> [What to produce] Word for word, restate each of the records below.

**** Records provided ****

#[async_trait]
impl Tool for ListTemplatesTool {
    fn name(&self) -> &'static str {
        "quoth_list_templates"
    }
    fn description(&self) -> &'static str {
        "List the on-disk documentation template inventory, optionally filtered by category."
    }
    fn parameters_schema(&self) -> Value {
        json!({
            "type": "object",
            "properties": {
                "category": {"type": "string", "enum": ["all", "architecture", "patterns", "contracts"], "default": "all"}
            }
        })
    }

    async fn execute(&self, params: Value, ctx: &ToolContext) -> Result<Value, QuothError> {
        let category = field_str(&params, "category").unwrap_or("all");
        let templates = list_templates(&ctx.state.templates_dir, category)?;
        Ok(json!({ "templates": templates }))
    }
}

struct GetTemplateTool;

#[async_trait]
impl Tool for GetTemplateTool {
    fn name(&self) -> &'static str {
        "quoth_get_template"
    }
    fn description(&self) -> &'static str {
        "Fetch the content of a single documentation template by id (its relative path)."
    }
    fn parameters_schema(&self) -> Value {
        json!({
            "type": "object",
            "properties": {"template_id": {"type": "string"}},
            "required": ["template_id"]
        })
    }

    async fn execute(&self, params: Value, ctx: &ToolContext) -> Result<Value, QuothError> {
        let template_id = require_str(&params, "template_id")?;
        let path = safe_template_path(&ctx.state.templates_dir, template_id)?;
        let content = std::fs::read_to_string(&path)
            .map_err(|_| QuothError::NotFound(format!("template {template_id}")))?;
        Ok(json!({ "template_id": template_id, "content": content }))
    }
}

fn safe_template_path(root: &Path, template_id: &str) -> Result<PathBuf, QuothError> {
    if template_id.contains("..") {
        return Err(QuothError::ValidationError("`template_id` must not contain `..`".to_string()));
    }
    Ok(root.join(template_id))
}

fn list_templates(root: &Path, category: &str) -> Result<Vec<String>, QuothError> {
    let scan_root = if category == "all" { root.to_path_buf() } else { root.join(category) };
    let mut out = Vec::new();
    walk_templates(root, &scan_root, &mut out);
    out.sort();
    Ok(out)
}

fn walk_templates(root: &Path, dir: &Path, out: &mut Vec<String>) {
    let entries = match std::fs::read_dir(dir) {
        Ok(entries) => entries,
        Err(_) => return,
    };
    for entry in entries.flatten() {
        let path = entry.path();
        if path.is_dir() {
            walk_templates(root, &path, out);
        } else if let Ok(relative) = path.strip_prefix(root) {
            out.push(relative.to_string_lossy().replace('\\', "/"));
        }
    }
}

// ───────────────────────── quoth_list_accounts / quoth_switch_account ─────────────────────────

struct ListAccountsTool;

#[async_trait]
impl Tool for ListAccountsTool {
    fn name(&self) -> &'static str {
        "quoth_list_accounts"
    }
    fn description(&self) -> &'static str {
        "List the connection's accessible project accounts and the currently active one."
    }
    fn parameters_schema(&self) -> Value {
        json!({"type": "object", "properties": {}})
    }

    async fn execute(&self, _params: Value, ctx: &ToolContext) -> Result<Value, QuothError> {
        let view = ctx
            .state
            .sessions
            .list_accounts(&ctx.connection_id)
            .ok_or(QuothError::Unauthenticated)?;
        Ok(json!({
            "active_project_id": view.active_project_id,
            "accounts": view.accounts.iter().map(|a| json!({"project_id": a.project_id, "role": a.role})).collect::<Vec<_>>(),
        }))
    }
}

****

> [Task solution]
#[async_trait]
impl Tool for ListTemplatesTool {
    fn name(&self) -> &'static str {
        "quoth_list_templates"
    }
    fn description(&self) -> &'static str {
        "List the on-disk documentation template inventory, optionally filtered by category."
    }
    fn parameters_schema(&self) -> Value {
        json!({
            "type": "object",
            "properties": {
                "category": {"type": "string", "enum": ["all", "architecture", "patterns", "contracts"], "default": "all"}
            }
        })
    }

    async fn execute(&self, params: Value, ctx: &ToolContext) -> Result<Value, QuothError> {
        let category = field_str(&params, "category").unwrap_or("all");
        let templates = list_templates(&ctx.state.templates_dir, category)?;
        Ok(json!({ "templates": templates }))
    }
}

struct GetTemplateTool;

#[async_trait]
impl Tool for GetTemplateTool {
    fn name(&self) -> &'static str {
        "quoth_get_template"
    }
    fn description(&self) -> &'static str {
        "Fetch the content of a single documentation template by id (its relative path)."
    }
    fn parameters_schema(&self) -> Value {
        json!({
            "type": "object",
            "properties": {"template_id": {"type": "string"}},
            "required": ["template_id"]
        })
    }

    async fn execute(&self, params: Value, ctx: &ToolContext) -> Result<Value, QuothError> {
        let template_id = require_str(&params, "template_id")?;
        let path = safe_template_path(&ctx.state.templates_dir, template_id)?;
        let content = std::fs::read_to_string(&path)
            .map_err(|_| QuothError::NotFound(format!("template {template_id}")))?;
        Ok(json!({ "template_id": template_id, "content": content }))
    }
}

fn safe_template_path(root: &Path, template_id: &str) -> Result<PathBuf, QuothError> {
    if template_id.contains("..") {
        return Err(QuothError::ValidationError("`template_id` must not contain `..`".to_string()));
    }
    Ok(root.join(template_id))
}

fn list_templates(root: &Path, category: &str) -> Result<Vec<String>, QuothError> {
    let scan_root = if category == "all" { root.to_path_buf() } else { root.join(category) };
    let mut out = Vec::new();
    walk_templates(root, &scan_root, &mut out);
    out.sort();
    Ok(out)
}

fn walk_templates(root: &Path, dir: &Path, out: &mut Vec<String>) {
    let entries = match std::fs::read_dir(dir) {
        Ok(entries) => entries,
        Err(_) => return,
    };
    for entry in entries.flatten() {
        let path = entry.path();
        if path.is_dir() {
            walk_templates(root, &path, out);
        } else if let Ok(relative) = path.strip_prefix(root) {
            out.push(relative.to_string_lossy().replace('\\', "/"));
        }
    }
}

// ───────────────────────── quoth_list_accounts / quoth_switch_account ─────────────────────────

struct ListAccountsTool;

#[async_trait]
impl Tool for ListAccountsTool {
    fn name(&self) -> &'static str {
        "quoth_list_accounts"
    }
    fn description(&self) -> &'static str {
        "List the connection's accessible project accounts and the currently active one."
    }
    fn parameters_schema(&self) -> Value {
        json!({"type": "object", "properties": {}})
    }

    async fn execute(&self, _params: Value, ctx: &ToolContext) -> Result<Value, QuothError> {
        let view = ctx
            .state
            .sessions
            .list_accounts(&ctx.connection_id)
            .ok_or(QuothError::Unauthenticated)?;
        Ok(json!({
            "active_project_id": view.active_project_id,
            "accounts": view.accounts.iter().map(|a| json!({"project_id": a.project_id, "role": a.role})).collect::<Vec<_>>(),
        }))
    }
}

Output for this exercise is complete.